20. Hukuk Dairesi 2017/6656 E. , 2020/444 K.
"İçtihat Metni"MAHKEMESİ :Kadastro Mahkemesi
Taraflar arasındaki davanın yapılan duruşması sonunda kurulan hükmün Yargıtayca incelenmesi dahili davalı Hazine tarafından istenilmekle, süresinde olduğu anlaşılan temyiz dilekçesinin kabulüne karar verildikten sonra dosya incelendi, gereği düşünüldü:
KARAR
... ilçesi, ... köyü 297 ada 2 parsel sayılı 10343,51 m² yüzölçümlü taşınmaz, 3402 sayılı Kanunun (5831 sayılı Kanunla eklenen) Ek- 4. maddesi gereğince yapılan kadastro çalışmalarında tarla niteliğiyle, beyanlar hanesinde "6831 sayılı Kanunun 2/B maddesi uyarınca Hazine adına orman sınırları dışına çıkarılmıştır. Bu parsel, Mehmet oğlu ..."in 1980 yılından beri kullanımındadır." şerhi verilerek Hazine adına tespit edilmiş olup, tapuda aynı yüzölçümü ve tarla vasfıyla Hazine adına kayıtlıdır.
Davacı gerçek kişi, dava konusu taşınmazın 2249,41 m²"sinin kendi adına tescili istemiyle dava açmıştır.
Mahkemece; davanın reddine, dava konusu 297 ada 2 sayılı parselin tarla vasfıyla Hazine adına tespit gibi tesciline karar verilmiş, hükmün davacı ... tarafından temyiz edilmesi üzerine, Yargıtay 20. Hukuk Dairesinin 2015/4523 E. - 2016/1445 K. sayılı kararında özetle; "davacı gerçek kişi mülkiyete ilişkin dava açmamış, kullanıcı şerhine ilişkin dava açmıştır. Mahkemece yapılacak iş, dava konusu taşınmazın kimin kullanımında olduğunu tespit etmekten ibarettir. Ancak, davada davalı olarak tapu maliki Hazine ile şerh sahibi ..."in yer alması gerekirken, davacı dava dilekçesinde davalı olarak sadece şerh sahibine husumet yönelterek dava açmıştır. Bu nedenle, tapu maliki Hazinenin davaya dahil edilerek, taraf teşkili sağlanıp savunma ve delileri de sorulduktan sonra tüm delillerin birlikte değerlendirilerek, oluşacak sonuca göre karar verilmelidir. Ayrıca, kararın gerekçe bölümünde [taşınmazın orman vasfıyla Hazine adına tesciline] denildiği halde, hüküm kısmında [taşınmazın tarla vasfıyla Hazine adına tesciline] karar verilmiş; gerekçe ile hüküm fıkrası arasında ve hükmün kendi içinde çelişki oluşturacak şekilde karar verilmesi de doğru görülmemiştir." denilmiştir.

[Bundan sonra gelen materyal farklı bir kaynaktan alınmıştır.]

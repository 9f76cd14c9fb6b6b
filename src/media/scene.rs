//! Scene-change detection.

use crate::error::{ReelcutError, Result};
use async_trait::async_trait;
use regex::Regex;
use std::path::Path;
use std::process::Stdio;
use std::sync::OnceLock;
use std::time::Duration;
use tokio::process::Command;
use tracing::{info, instrument};

/// Frame-difference detector returning scene-change timestamps in seconds.
#[async_trait]
pub trait SceneDetector: Send + Sync {
    /// `sensitivity` is the scene score threshold (0.0-1.0, lower is more sensitive).
    async fn detect(&self, media: &Path, sensitivity: f64) -> Result<Vec<f64>>;
}

/// ffmpeg `select='gt(scene,T)',showinfo` detector.
pub struct FfmpegSceneDetector {
    timeout: Duration,
}

impl Default for FfmpegSceneDetector {
    fn default() -> Self {
        Self::new()
    }
}

impl FfmpegSceneDetector {
    pub fn new() -> Self {
        Self {
            timeout: Duration::from_secs(900),
        }
    }

    pub fn with_timeout(mut self, timeout: Duration) -> Self {
        self.timeout = timeout;
        self
    }
}

#[async_trait]
impl SceneDetector for FfmpegSceneDetector {
    #[instrument(skip(self, media), fields(media = %media.display()))]
    async fn detect(&self, media: &Path, sensitivity: f64) -> Result<Vec<f64>> {
        let filter = format!("select='gt(scene,{})',showinfo", sensitivity.clamp(0.0, 1.0));

        let run = Command::new("ffmpeg")
            .arg("-hide_banner")
            .arg("-i")
            .arg(media)
            .arg("-vf")
            .arg(&filter)
            .arg("-f")
            .arg("null")
            .arg("-")
            .stdout(Stdio::null())
            .stderr(Stdio::piped())
            .kill_on_drop(true)
            .output();

        let output = match tokio::time::timeout(self.timeout, run).await {
            Err(_) => return Err(ReelcutError::Timeout(self.timeout.as_secs())),
            Ok(Err(e)) if e.kind() == std::io::ErrorKind::NotFound => {
                return Err(ReelcutError::ToolNotFound("ffmpeg".into()));
            }
            Ok(Err(e)) => return Err(ReelcutError::Encoder(format!("ffmpeg error: {e}"))),
            Ok(Ok(o)) => o,
        };

        if !output.status.success() {
            return Err(ReelcutError::Encoder("scene detection failed".into()));
        }

        let timestamps = parse_scene_timestamps(&String::from_utf8_lossy(&output.stderr));
        info!("Detected {} scene changes", timestamps.len());
        Ok(timestamps)
    }
}

/// Extract `pts_time:` values from `showinfo` output, sorted and deduplicated.
pub fn parse_scene_timestamps(stderr: &str) -> Vec<f64> {
    static RE: OnceLock<Regex> = OnceLock::new();
    let re = RE.get_or_init(|| Regex::new(r"pts_time:(\d+(?:\.\d+)?)").expect("Invalid regex"));

    let mut times: Vec<f64> = re
        .captures_iter(stderr)
        .filter_map(|c| c.get(1)?.as_str().parse::<f64>().ok())
        .collect();
    times.sort_by(|a, b| a.total_cmp(b));
    times.dedup_by(|a, b| (*a - *b).abs() < 1e-6);
    times
}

Mahkemece bozma kararı doğrultusunda davaya Hazinenin katılımı ile taraf teşkili sağlanarak yapılan yargılama sonucunda; davanın reddine, asli müdahil davacının davasının kısmen kabulüne, dava konusu ... ili, ... ilçesi, ... mahallesi, 297 ada 2 parsel sayılı taşınmazın tespit gibi tapuya kayıt ve tesciline, taşınmazın beyanlar hanesine "21/12/2016 tarihli bilirkişi raporuna ekli krokide (A) harfi ile gösterilen 8109.35 m²"lik kısmının ..."in kullanımında ve zilliyetliğinde olduğunun, (B) harfi ile gösterilen 2234.16 m²"lik kısmının asli müdahil davacı ... "ın kullanımında ve zilliyetliğinde olduğunun" şerh verilmesine, fazlaya ilişkin talebin reddine karar verilmiş, hüküm dahili davalı Hazine tarafından temyiz edilmiştir.
Dava dilekçesindeki açıklamaya göre dava, kullanım kadastrosuna itiraza ilişkindir.
Çekişmeli taşınmazın bulunduğu yerde 3402 sayılı Kanunun (5831 sayılı Kanunla eklenen) Ek 4. maddesi gereğince yapılan kadastro çalışmaları 21/02/2014 - 25/03/2014 tarihleri arasında ilân edilerek kesinleşmiştir. Arazi kadastro çalışmaları 26/03/1992 tarihinde askı ilânına çıkarılarak kesinleşmiştir.
İncelenen dosya kapsamına, kararın dayandığı gerekçeye göre, yerinde görülmeyen temyiz itirazlarının reddi ile usul ve kanuna uygun olan hükmün ONANMASINA, Harçlar Kanununun değişik 13/j maddesi gereğince Hazineden harç alınmasına yer olmadığına 04/02/2020 günü oy birliğiyle karar verildi.